When JavaScript runs in the browser, it can use more than just the language itself. It can also use Web APIs, which are browser-provided tools for things like timing, network requests, storage, events, animation, and much more.

The name Web APIs is a bit misleading. These APIs do not have to be "about the web" in the everyday sense, and many of them also do not feel specifically "browser-like" when you first meet them. The standard term is still Web APIs because they are part of the broader web platform, not part of the JavaScript language itself.

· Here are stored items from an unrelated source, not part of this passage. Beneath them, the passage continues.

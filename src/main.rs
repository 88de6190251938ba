use anyhow::Result;
use clap::{Parser, Subcommand};
use dotenvy::dotenv;
use futures::StreamExt;
use gara_stock::config::Config;
use gara_stock::qr::QrGenerator;
use gara_stock::storage::{self, SeedOutcome};
use gara_stock::{catalog, logging, web, ItemEvent, StockService};
use std::path::PathBuf;
use std::sync::Arc;
use tracing::{debug, info};

#[derive(Parser)]
#[command(name = "gara-stock", about = "Inventory tracking with QR-coded items")]
struct Cli {
    #[command(subcommand)]
    command: Option<Command>,
}

#[derive(Subcommand)]
enum Command {
    /// Run the HTTP server (default).
    Serve,
    /// Load a catalog feed (JSON array, wrapped list or JSON Lines).
    ImportCatalog { json_file: PathBuf },
    /// Create or rename the default categories.
    SeedCategories,
}

#[tokio::main]
async fn main() -> Result<()> {
    dotenv().ok();
    let cli = Cli::parse();
    let config = Config::from_env();
    logging::init(&config.log_level);

    let db = storage::connect(config.database_url()?, config.db_max_connections).await?;

    match cli.command.unwrap_or(Command::Serve) {
        Command::Serve => serve(config, db).await,
        Command::ImportCatalog { json_file } => {
            let summary = catalog::import_feed_file(&db, &json_file).await?;
            println!(
                "Created: {}, updated: {}, skipped: {}",
                summary.created, summary.updated, summary.skipped
            );
            Ok(())
        }
        Command::SeedCategories => {
            for (code, outcome) in storage::seed_default_categories(&db).await? {
                match outcome {
                    SeedOutcome::Created => println!("Created category {code}"),
                    SeedOutcome::Renamed => println!("Renamed category {code}"),
                    SeedOutcome::Unchanged => println!("Category {code} already exists"),
                }
            }
            Ok(())
        }
    }
}

async fn serve(config: Config, db: sea_orm::DatabaseConnection) -> Result<()> {
    let qr = QrGenerator::new(config.qr_base_url());
    info!(base_url = qr.base_url(), "QR codes will point at this address");
    let service = Arc::new(StockService::new(db, qr));

    let mut events = service.subscribe();
    tokio::spawn(async move {
        while let Some(Ok(event)) = events.next().await {
            match event {
                ItemEvent::Created(item) => debug!(code = %item.code, "item created"),
                ItemEvent::Updated(item) => debug!(code = %item.code, "item updated"),
                ItemEvent::Deleted(code) => debug!(%code, "item deleted"),
            }
        }
    });

    let address = config.bind_address();
    let listener = tokio::net::TcpListener::bind(&address).await?;
    info!(%address, "listening");
    axum::serve(listener, web::router(service)).await?;
    Ok(())
}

This section focuses on a few foundational Web APIs that show up in real frontend code very quickly:

  • How JavaScript processes code so async behavior has a clear mental model
  • Timers and scheduling for delayed work, repeated work, and animation
  • fetch() for loading and sending data
  • Storage APIs for saving small amounts of data in the browser

How this fits with the rest of the guide

Earlier pages in this guide teach:

  • How JavaScript runs in the browser
  • How to work with the DOM
  • How to respond to events
  • How to keep application state in JavaScript

This section builds on that foundation. These APIs are how your app starts doing more real-world work:

  • Fetch data from a server
  • Save user preferences
  • Delay or repeat actions
  • Animate UI updates
  1. How JavaScript Processes Code
  2. Timers, Scheduling, and Animation
  3. Fetch API
  4. Web Storage

A useful mental model

Think of Web APIs like this:

  • JavaScript is the language
  • Web APIs are the browser features JavaScript can call
  • The DOM is one important Web API, but not the only one

That distinction matters because it helps you understand which features belong to the language and which are provided by the web platform.